Tanpa aku duga, seseorang itu adalah Liana.
Ia minta bertemu di tempat pribadi. Restoran mahal yang memiliki kamar private tersendiri. Hingga tidak bercampur baur dengan tamu-tamu yang lain.
Meski aku tidak tahu untuk apa ia ingin bertemu denganku, tapi aku tidak menolak permintaannya. Waktu aku tiba di restoran itu, ternyata Liana sudah menunggu di sana.
Ia masih terlihat cantik dan seanggun yang aku ingat. Tapi yang mengejutkanku, tubuhnya terlihat kurus dan ringkih. Matanya kuyu dan make up yang ia kenakan tidak mampu menutupi rona pucat di wajahnya.
"Anjani." Liana mengangguk kecil padaku. Senyumnya terlihat dipaksakan. "Terima kasih kamu sudah mau datang menemuiku. Gimana Milan?"
"Seglamour biasanya." Aku mengangguk. Ikut duduk di seberangnya. Berusaha bersikap sopan dengan wanita yang pernah menjadi saingan cintaku. "Kamu gimana kabarnya?"
"Kacau." Liana angkat bahu. "Kamu tambah cantik. Hampir tidak menyangka ini kamu."
Aku cuma tertawa kecil.
"Aku sudah tahu apa yang terjadi sama kamu dan Theo," ucap Liana tanpa basa basi lebih panjang lagi. "Dia memang masih mencintai kamu. Dan berharap kamu kembali sama dia."

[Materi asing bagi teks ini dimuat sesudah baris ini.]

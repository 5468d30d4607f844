use std::sync::Arc;

use remark::auth::Principal;
use remark::service::CommentService;
use remark::store::persistence::SledCommentStore;
use remark::store::{CommentStore, Directory, NodeState};
use tempfile::TempDir;

use crate::support::{Harness, BACKENDS};

#[test]
fn root_with_live_replies_becomes_tombstone() {
    for backend in BACKENDS {
        let h = Harness::new(backend);
        let (root, replies) = h.thread(4);

        let purged = h.delete(root);

        assert!(purged.is_empty(), "{:?}", backend);
        assert!(h.fetch(root).unwrap().is_removed());
        for reply in replies {
            assert_eq!(h.fetch(reply).unwrap().state(), NodeState::Live);
        }
    }
}

#[test]
fn childless_root_is_purged_at_once() {
    for backend in BACKENDS {
        let h = Harness::new(backend);
        let root = h.root();

        assert_eq!(h.delete(root), vec![root], "{:?}", backend);
        assert!(h.is_gone(root));
    }
}

#[test]
fn deleting_replies_then_root_purges_everything() {
    for backend in BACKENDS {
        let h = Harness::new(backend);
        let (root, replies) = h.thread(4);

        for &reply in &replies {
            assert!(h.delete(reply).is_empty(), "{:?}", backend);
        }
        let mut purged = h.delete(root);
        purged.sort_unstable();

        let mut expected = replies.clone();
        expected.push(root);
        expected.sort_unstable();
        assert_eq!(purged, expected);
        for id in expected {
            assert!(h.is_gone(id));
        }
    }
}

#[test]
fn reply_under_live_root_stays_as_tombstone() {
    for backend in BACKENDS {
        let h = Harness::new(backend);
        let (root, replies) = h.thread(1);

        assert!(h.delete(replies[0]).is_empty(), "{:?}", backend);

        assert!(h.fetch(replies[0]).unwrap().is_removed());
        assert!(!h.fetch(root).unwrap().is_removed());
    }
}

#[test]
fn live_sibling_keeps_removed_thread_and_last_delete_purges_it() {
    for backend in BACKENDS {
        let h = Harness::new(backend);
        let (root, replies) = h.thread(3);
        let (r1, r2, r3) = (replies[0], replies[1], replies[2]);

        h.delete(r2);
        h.delete(root);
        assert!(h.delete(r3).is_empty(), "{:?}", backend);
        for id in [root, r1, r2, r3] {
            assert!(h.fetch(id).is_ok());
        }

        let mut purged = h.delete(r1);
        purged.sort_unstable();
        let mut expected = vec![root, r1, r2, r3];
        expected.sort_unstable();
        assert_eq!(purged, expected);
        for id in expected {
            assert!(h.is_gone(id));
        }
    }
}

#[test]
fn tombstoned_thread_shows_placeholder_until_purged() {
    for backend in BACKENDS {
        let h = Harness::new(backend);
        let root = h.root();
        let reply = h
            .service
            .create_reply(&h.replier, h.item, root, "still here")
            .unwrap()
            .id;
        h.delete(root);

        let thread = h.service.thread(h.item).unwrap();
        assert_eq!(thread.comments.len(), 1, "{:?}", backend);
        assert_eq!(thread.comments[0].content, None);
        assert_eq!(thread.comments[0].replies[0].id, reply);
        assert_eq!(
            thread.comments[0].replies[0].display_content(),
            "still here"
        );

        h.service.delete(&h.replier, reply).unwrap();
        assert!(h.service.thread(h.item).unwrap().is_empty());
    }
}

#[test]
fn sled_store_survives_reopen_with_tombstones() {
    let temp_dir = TempDir::new().unwrap();
    let path = temp_dir.path().join("store");
    let (root, reply) = {
        let store = Arc::new(SledCommentStore::new(&path).unwrap());
        let author = Principal::new(store.put_writer("w").unwrap().id);
        let item = store.put_item("i").unwrap().id;
        let service = CommentService::from_store(store);
        let root = service.create_root_comment(&author, item, "root").unwrap().id;
        let reply = service.create_reply(&author, item, root, "reply").unwrap().id;
        service.delete(&author, root).unwrap();
        (root, reply)
    };

    let store = SledCommentStore::new(&path).unwrap();
    let stored_root = store.get(root).unwrap().unwrap();
    assert_eq!(stored_root.state(), NodeState::Tombstoned);
    assert!(stored_root.children().contains(&reply));
    assert_eq!(store.get(reply).unwrap().unwrap().state(), NodeState::Live);
}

"Tapi aku tidak ada niat untuk kembali dengannya. Meski Theo sudah bercerai dari kamu. Aku kembali karena Kak Mel."
"Yah...aku dengar, apa yang terjadi pada Melisa karena Theo. Tapi aku tidak tahu, berita itu benar atau tidak."
"Itu benar. Semua itu perbuatan Theo. Dia sudah mengakui hal itu."
"Kenapa dia berbuat kayak gitu?"
"Gimana menurut kamu? Kenapa dia ngelakuin itu?" Aku balik bertanya, menatap Liana. Apa itu lingkaran hitam di bawah matanya?
"Dia..ngelakuin itu untuk membuat kamu kembali padanya." Liana tersenyum pahit. "Aku sudah menduganya. Sejak hari pertama pernikahan kami. Dia memang tidak pernah berhenti memikirkanmu. Apalagi saat tahu kamu pergi ke Milan. Tahukah kamu, saat kami masih menikah dia pernah menyusulmu ke Milan? Dia ingin bertemu denganmu, tapi saat itu Theo melihatmu bersama seorang pria."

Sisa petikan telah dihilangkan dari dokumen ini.